Liputan6.com, Jakarta Komisi VIII DPR RI mengapresiasi usulan Yayasan Lembaga Konsumen Indonesia (YLKI) untuk mengkaji penerapan escrow account (rekening bersama) dalam mekanisme pembayaran penyelenggaraan umrah. Usulan ini menjadi masukan Komisi VIII DPR RI, khususnya Panja yang sedang membahas revisi Undang-Undang Haji dan Umrah.
“Yang sudah berjalan selama ini dengan akad muwakklah melalui Kementerian Agama. Akan diatur ke arah sana, agar ke depan menjadi sebuah jaminan bahwa penyelenggara umrah tidak melakukan kecurangan, bisa diatasi dengan adanya dana yang ditampung,” kata Anggota Komisi VIII DPR RI Achmad Mustaqim di sela-sela RDPU Komisi VIII DPR RI dengan YLKI dan dua perusahaan umrah-haji PT. Thayiba Tora Tours and Travel dan PT Patuna Mekar Jaya di Gedung DPR RI, Senayan, Jakarta, Rabu (23/5/2018).
Baca Juga
Meski demikian Mustaqim menyatakan, perlu kajian lebih jauh karena kaitannya dengan payung hukum yang saat ini pada posisi on progress Panja RUU Penyempurnaan Haji dan Umrah. Diharapkan masukan ini bisa diramu dan diformulasikan dalam penyempurnaan RUU Nomor 13 Tahun 2008 tentang Pelaksanaan Haji.
Advertisement
Politisi PPP ini juga mengapresiasi dicanangkannya gerakan ‘5 Pasti’ para pengusaha umrah-haji, yaitu Pastikan Izin Travelnya, Pastikan Programnya, Pastikan Pesawatnya, Pastikan Akomodasi/Hotelnya dan Pastikan Visanya.

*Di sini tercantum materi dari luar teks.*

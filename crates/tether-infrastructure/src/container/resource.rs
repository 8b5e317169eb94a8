//! Resources

use std::fmt;
use std::sync::Arc;

use tether_domain::error::Result;
use tether_domain::lang::builtin::{INITIALISER, INITIALISER_SORTER};
use tether_domain::object::Object;
use tether_domain::ports::{Generator, Injector, Scope, Supplier};
use tether_domain::value_objects::{Dependency, Locator, ScopePermanence, Source};

use crate::bind::{Binding, BindingType};

/// A binding made executable: its supplier combined with its scope
pub struct Resource {
    serial_id: usize,
    resources: usize,
    locator: Locator,
    binding_type: BindingType,
    source: Source,
    permanence: ScopePermanence,
    scope: Arc<dyn Scope>,
    supplier: Arc<dyn Supplier>,
    /// Initialisers and sorters are never initialised themselves
    hook: bool,
}

impl Resource {
    pub fn new(
        serial_id: usize,
        resources: usize,
        binding: &Binding,
        supplier: Arc<dyn Supplier>,
        permanence: ScopePermanence,
        scope: Arc<dyn Scope>,
    ) -> Self {
        let raw_class = binding.ty().raw_class();
        let hook = raw_class == &*INITIALISER || raw_class == &*INITIALISER_SORTER;
        Self {
            serial_id,
            resources,
            locator: binding.locator.clone(),
            binding_type: binding.binding_type,
            source: binding.source.clone(),
            permanence,
            scope,
            supplier,
            hook,
        }
    }

    pub fn serial_id(&self) -> usize {
        self.serial_id
    }

    pub fn locator(&self) -> &Locator {
        &self.locator
    }

    pub fn binding_type(&self) -> BindingType {
        self.binding_type
    }

    pub fn source(&self) -> &Source {
        &self.source
    }

    pub fn is_matching(&self, dependency: &Dependency) -> bool {
        self.locator.is_matching(dependency)
    }

    pub fn is_eager(&self) -> bool {
        self.permanence.is_eager()
    }
}

impl Generator for Resource {
    fn generate(&self, dependency: &Dependency, injector: &dyn Injector) -> Result<Object> {
        dependency.ensure_no_illegal_direct_access_of(&self.locator)?;
        let injected = dependency.injecting_into(self.locator.clone(), self.permanence.clone())?;
        self.scope
            .provide(self.serial_id, self.resources, dependency, &|| {
                let created = self.supplier.supply(&injected, injector)?;
                match self.supplier.produces() {
                    Some(actual) if !self.hook => injector.initialise(created, actual),
                    _ => Ok(created),
                }
            })
    }

    fn permanence(&self) -> &ScopePermanence {
        &self.permanence
    }
}

impl fmt::Display for Resource {
    fn fmt(&self, f: &mut fmt::Formatter<'_>) -> fmt::Result {
        write!(
            f,
            "#{} {} {:?} [{}] {}",
            self.serial_id, self.locator, self.binding_type, self.permanence, self.source
        )
    }
}

impl fmt::Debug for Resource {
    fn fmt(&self, f: &mut fmt::Formatter<'_>) -> fmt::Result {
        write!(f, "Resource({self})")
    }
}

Selain itu, juga ia juga mengapresiasi Peraturan Menteri Agama Nomor 08 Tahun 2018 yang menetapkan Biaya Penyelenggaran Ibadah Umrah (BPIU) Referensi sebesar Rp20 juta dan Penyelenggara Perjalanan Ibadah Umrah (PPIU) wajib memberangkatkan jamaah umrah paling lambat 6 bulan setelah pendaftaran, serta PPIU hanya menerima pelunasan BPIU paling lama 3 bulan sebelum waktu keberangkatan serta Sistem Informasi Pengawasan Terpadu Umrah dan Haji (Sipatuh).
Menurut Mustaqim, dengan beberapa hal itu para penyelenggara umrah menilai akan memberikan nuansa baru, agar penyelenggaraannya ke depan lebih baik, akuntabel dan tidak menimbulkan kegagalan bagi jemaah yang mau umrah.
Menjawab pertanyaan mengenai kewajiban edukasi kepada masyarakat agar tidak tertipu travel nakal, Mustaqim mengatakan bahwa kewajiban itu tidak melekat hanya pada satu institusi saja seperti Dirjen Umrah Haji yang SDM-nya sangat terbatas. Padahal tugasnya mengawasi penyelenggaraan umrah yang jumlahnya mencapai 1 juta orang.
“Anggota Komisi VIII DPR pun secara pribadi juga melakukan edukasi tentang umrah yang baik dan benar. Saat mengunjungi dapil, kami juga selalu mengedukasi masyarakat, bahkan seluruh elemen masyarakat secara bersama-sama ikut memberi pemahaman agar terhindar dari penipuan,” pungkas dia.